О том, что они могут быть другими, я узнавал, приезжая в столицу. Там я невольно отмечал грубость важных, всем недовольных мужчин, словно принадлежащих к какому-то тайному ордену. Как я понимаю, это были чиновники, управленцы, всякая мелкая сошка из министерств. Хам всегда был одет с иголочки – ничего отечественного. И я практически не сомневаюсь, что страна наша ему не сильно нравилась – слишком брезгливо он смотрел на нас, простых смертных. Но этой разновидностью хамоватые русофобы, конечно, не исчерпываются.

Есть, скажем, тип девушек, решивших распрощаться со «страной рабов, страной господ» и остаться за границей. «В России ты никто, – шаблонно барабанят эти девицы. – Ты либо встраиваешься в вертикаль, либо становишься изгоем. Другого не дано. Культура общения в России состоит в принципе: “Я выше тебя…”». Ну и так далее. Мне рассказывали, как приехала в один американский университет аспирантка из Саратова, по обмену или уж не знаю как. Выдав привычный спич насчёт проклятой России, она решила его проиллюстрировать. «Ах, какие у вас цветочки кругом растут, – заявила она, – оченно замечательные, у нас такого нет. Непременно бы повыдергали».

Это была её ошибка, ведь такие вещи легко проверяются. Цветов в Саратове – море, но теперь уже не узнать, была ли это сознательная ложь или у себя в Саратове она никогда не замечала цветов вокруг себя.

Впрочем, мужчин таких тоже хватает.

Безусловно, вежливость нашей национальной особенностью не является. Национальная идея у нас – постараться остаться людьми, ну и других к этому призвать, пусть и с использованием крепких выражений. Всегда ясно, когда человек ругается: потому что душа болит, за державу обидно, а когда пилит – потому что не любит.

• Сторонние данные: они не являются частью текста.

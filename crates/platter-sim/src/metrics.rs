//! Per-step and per-run simulation metrics.

/// Counters and timing collected during a single step.
#[derive(Clone, Debug, Default, PartialEq, Eq)]
pub struct StepMetrics {
    /// Wall-clock time for the step, in microseconds.
    pub total_us: u64,
    /// Particles in `Removing` state erased this step.
    pub erased: usize,
    /// Active particles that wrapped this step.
    pub wrapped: usize,
    /// Migrated copies spliced back in at the end of the step.
    pub reinserted: usize,
    /// Whether the pool was compacted at the end of the step.
    pub compacted: bool,
    /// Tombstoned slots reclaimed by that compaction.
    pub slots_reclaimed: usize,
    /// Live elements in the pool after the step.
    pub live: usize,
    /// Chunks held by the pool after the step.
    pub chunk_count: usize,
}

/// Totals across a [`Simulation::run`](crate::Simulation::run).
#[derive(Clone, Debug, Default, PartialEq, Eq)]
pub struct RunMetrics {
    /// Steps performed.
    pub steps: u64,
    /// Wall-clock time for the run, in microseconds.
    pub total_us: u64,
    /// Sum of [`StepMetrics::erased`].
    pub erased: u64,
    /// Sum of [`StepMetrics::wrapped`].
    pub wrapped: u64,
    /// Number of compacted steps.
    pub compactions: u64,
    /// Largest chunk count seen after any step.
    pub peak_chunks: usize,
    /// Live elements after the final step.
    pub final_live: usize,
}

impl RunMetrics {
    /// Fold one step into the totals.
    pub fn record(&mut self, step: &StepMetrics) {
        self.steps += 1;
        self.erased += step.erased as u64;
        self.wrapped += step.wrapped as u64;
        if step.compacted {
            self.compactions += 1;
        }
        self.peak_chunks = self.peak_chunks.max(step.chunk_count);
        self.final_live = step.live;
    }

    /// Run time in whole milliseconds.
    pub fn runtime_ms(&self) -> u64 {
        self.total_us / 1_000
    }
}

То есть судить можно только себя, но себя подчас в широком смысле, то есть и свой народ тоже, – но только если ощущаешь себя его частью. Эта сопричастность даёт тебе не только право, но, что ещё важнее, понимание того, о чём ты говоришь. Это касается не только обвинений в адрес России. Был у меня знакомый из Канады, который энергично поносил страну, из которой эмигрировал, – Израиль. Я в еврейском государстве не был, но ведь не ад же там земной.

Говорю: «Ну хоть что-то там было хорошее, что радовало бы тебя». «Нет, не было», – ответил он и снова начал ругаться.

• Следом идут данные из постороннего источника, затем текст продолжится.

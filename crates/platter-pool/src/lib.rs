//! Chunk-pooled doubly linked sequences for Platter simulations.
//!
//! Nodes are not allocated one at a time: they are carved out of
//! fixed-capacity chunks, and an explicit compaction pass repacks live nodes
//! into the minimum number of full chunks. Erase is lazy: it only unlinks,
//! leaving a tombstone that the next compaction reclaims.
//!
//! # Architecture
//!
//! ```text
//! PooledSequence<T>
//! ├── Vec<Chunk<T>>   (chunk list; appends go to the tail chunk)
//! │   └── Vec<Slot<T>>   (C slots reserved up front, bump-allocated)
//! │       └── Slot { value, prev, next, live }
//! ├── head / tail     (logical ends, NodeRef = chunk index + slot index)
//! ├── len             (live count)
//! └── generation      (bumped by compaction and clear)
//! ```
//!
//! Logical order lives only in the `prev`/`next` links and may cross chunks
//! freely. Storage order coincides with it only right after compaction.
//!
//! # Cursor validity
//!
//! [`Cursor`]s are copyable positions that stay valid across pushes,
//! inserts, and erases of *other* elements. Compaction relocates payloads,
//! so it advances the generation; cursors from an older generation are
//! rejected with [`PoolError::StaleCursor`] instead of reading moved data.

#![deny(missing_docs)]
#![deny(rustdoc::broken_intra_doc_links)]
#![deny(unsafe_code)]

mod chunk;
mod compact;
pub mod config;
pub mod cursor;
pub mod error;
pub mod iter;
pub mod metrics;
pub mod sequence;

// Public re-exports for the primary API surface.
pub use config::PoolConfig;
pub use cursor::Cursor;
pub use error::PoolError;
pub use iter::Iter;
pub use metrics::{CompactionReport, PoolStats};
pub use sequence::{erase_if, PooledSequence};
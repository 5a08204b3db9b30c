//! Error types for the cf-app service layer.

use std::path::PathBuf;

use cf_controls::ControlError;

/// Application error type that wraps errors from the backend crates and
/// gives the CLI one error surface.
#[derive(Debug, thiserror::Error)]
pub enum AppError {
    #[error("Project error: {0}")]
    Project(String),

    #[error("Failed to read plant file: {path}")]
    ProjectFileRead {
        path: PathBuf,
        source: std::io::Error,
    },

    #[error("Failed to write plant file: {path}")]
    ProjectFileWrite {
        path: PathBuf,
        source: std::io::Error,
    },

    #[error("Plant validation failed: {0}")]
    Validation(String),

    #[error("Failed to build plant: {0}")]
    Build(#[from] ControlError),

    #[error("Instrument not found: {0}")]
    InstrumentNotFound(String),

    #[error("Invalid input: {0}")]
    InvalidInput(String),
}

/// Result type for cf-app operations.
pub type AppResult<T> = Result<T, AppError>;

impl From<cf_project::ProjectError> for AppError {
    fn from(err: cf_project::ProjectError) -> Self {
        match err {
            cf_project::ProjectError::Validation(e) => AppError::Validation(e.to_string()),
            other => AppError::Project(other.to_string()),
        }
    }
}

impl From<cf_project::ValidationError> for AppError {
    fn from(err: cf_project::ValidationError) -> Self {
        AppError::Validation(err.to_string())
    }
}
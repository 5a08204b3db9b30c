//! Shared application service layer for ctrlflow.
//!
//! This crate gives the CLI one interface to plant files, plant construction,
//! timed runs, and run summaries.

pub mod error;
pub mod metrics;
pub mod plant;
pub mod progress;
pub mod project_service;
pub mod query;
pub mod run_service;

// Re-export key types for convenience
pub use error::{AppError, AppResult};
pub use metrics::{LoopMetrics, compute_loop_metrics};
pub use plant::{Plant, Recorded};
pub use progress::{RunProgressEvent, RunStage};
pub use project_service::{
    LoopListing, PlantSummary, SensorListing, describe_plant, list_loops, list_sensors,
    load_plant, save_plant, validate_plant,
};
pub use query::{InstrumentSummary, LoopSummary, RunSummary, signal_series, summarise_plant};
pub use run_service::{run_plant, run_plant_with_progress};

Старец Фаддей Витовницкий о подобном говорил: «Пока мы обращаем внимание на отрицательные свойства других людей, которые к нам обращаются, мы не можем обрести мира. Почему Господь даёт заповедь любить своих недругов? Не ради них, но ради нас самих. До тех пор, пока мы думаем об обиде, которую нам причинили недруги, друзья, родные, близкие, у нас нет мира и спокойствия, мы живём в состоянии ада… Жизнь наша зависит от наших мыслей, от наших желаний. Мы сами создаём вокруг себя гармонию или дисгармонию».

И добавляет: «Тот, кто носит в себе Царство Божие, незаметно переносит его на других».

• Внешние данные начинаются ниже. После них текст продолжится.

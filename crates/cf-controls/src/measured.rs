//! Measurement strategies for sensors.
//!
//! A sensor does not know how its values are produced; on every tick it asks
//! its [`MeasurementBehaviour`] for a fresh [`Signal`]. Strategies are pure
//! functions of (identity, unit, clock) and hold no state shared between
//! sensors.

use std::fmt::Debug;

use cf_core::{InstrumentId, SignalUnit};
use chrono::{DateTime, Utc};
use rand::Rng;

use crate::signal::Signal;

/// Source of timestamps for new signals. Sensors use [`cf_core::utc_now`].
pub type Clock = fn() -> DateTime<Utc>;

/// Produces one measurement per sensor tick.
pub trait MeasurementBehaviour: Debug + Send + Sync {
    fn take_measurement(&self, instrument_id: &InstrumentId, unit: SignalUnit, clock: Clock)
    -> Signal;
}

/// Always reports the same value.
#[derive(Debug, Clone, Copy, PartialEq)]
pub struct ConstantMeasurement {
    constant: f64,
}

impl ConstantMeasurement {
    pub fn new(constant: f64) -> Self {
        Self { constant }
    }

    pub fn value(&self) -> f64 {
        self.constant
    }
}

impl MeasurementBehaviour for ConstantMeasurement {
    fn take_measurement(
        &self,
        instrument_id: &InstrumentId,
        unit: SignalUnit,
        clock: Clock,
    ) -> Signal {
        Signal::new(instrument_id.clone(), self.constant, unit, clock())
    }
}

/// Reports a uniformly distributed pseudorandom value in `[0, 1)`.
#[derive(Debug, Clone, Copy, Default, PartialEq, Eq)]
pub struct SampledMeasurement;

impl SampledMeasurement {
    pub fn new() -> Self {
        Self
    }
}

impl MeasurementBehaviour for SampledMeasurement {
    fn take_measurement(
        &self,
        instrument_id: &InstrumentId,
        unit: SignalUnit,
        clock: Clock,
    ) -> Signal {
        let quantity = rand::thread_rng().gen_range(0.0..1.0);
        Signal::new(instrument_id.clone(), quantity, unit, clock())
    }
}
//! Error types for control system operations.

use core::fmt;

use cf_core::{CoreError, InstrumentId};
use thiserror::Error;

/// Result type for control system operations.
pub type ControlResult<T> = Result<T, ControlError>;

/// The claim that collided during control loop registration.
#[derive(Debug, Clone, PartialEq, Eq)]
pub enum RegisteredEntity {
    Sensor(InstrumentId),
    Actuator(InstrumentId),
    ControlLoop(String),
}

impl fmt::Display for RegisteredEntity {
    fn fmt(&self, f: &mut fmt::Formatter<'_>) -> fmt::Result {
        match self {
            Self::Sensor(id) => write!(f, "sensor {id}"),
            Self::Actuator(id) => write!(f, "actuator {id}"),
            Self::ControlLoop(id) => write!(f, "control loop {id}"),
        }
    }
}

/// Errors that can occur in control system operations.
///
/// All of these are constructional: they abort the construction that raised
/// them and leave every other piece of state as it was.
#[derive(Debug, Error, Clone, PartialEq)]
pub enum ControlError {
    /// Proportional gain of exactly zero (or not finite).
    #[error("Cannot create a proportional controller with gain {gain}")]
    InvalidGain { gain: f64 },

    /// Sensor, actuator, or loop already participates in a control loop.
    #[error("{entity} has already been registered")]
    DuplicateRegistration { entity: RegisteredEntity },

    /// Identity allocation or numeric validation failed.
    #[error(transparent)]
    Core(#[from] CoreError),

    /// Invalid argument provided to a control function.
    #[error("Invalid argument: {what}")]
    InvalidArg { what: &'static str },
}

Нормально жить без любви к тому месту, где ты живёшь, к людям, которые там обитают, невозможно. Это касается всего. Вот классическая ситуация. Мне десятки раз жаловались на старушек в храме, которые придираются, портят настроение. Изредка действительно попадаются невыносимые, хотя в большинстве случаев можно лишь улыбнуться, слушая их ворчание. Но даже когда дело совсем худо, можно сосредоточиться на главном, ради чего пришёл: на том, что здесь дом Божий, на иконах, на тех добрых людях, которых в храме больше, чем где-либо. И Господь тебе за терпение и великодушие, конечно, воздаст. А можно использовать эту грубость как повод, чтобы в гневе воскликнуть: «Всё, я больше в церковь ни ногой!»

И старушки – это, конечно, лишь первое испытание. Оно для новоначальных. Искушениям не будет конца, и даже на отпевании кто-нибудь да смутит ещё не отлетевшую душу.

Валентин Губарев. «Созвездие Рыб»

Каждый день мы создаём свой мир здесь и свой мир там – в лучшей жизни. Ничего проще не может быть этой истины. Но поди ж ты, сколько людей мучаются, насупившись, не желая её принять.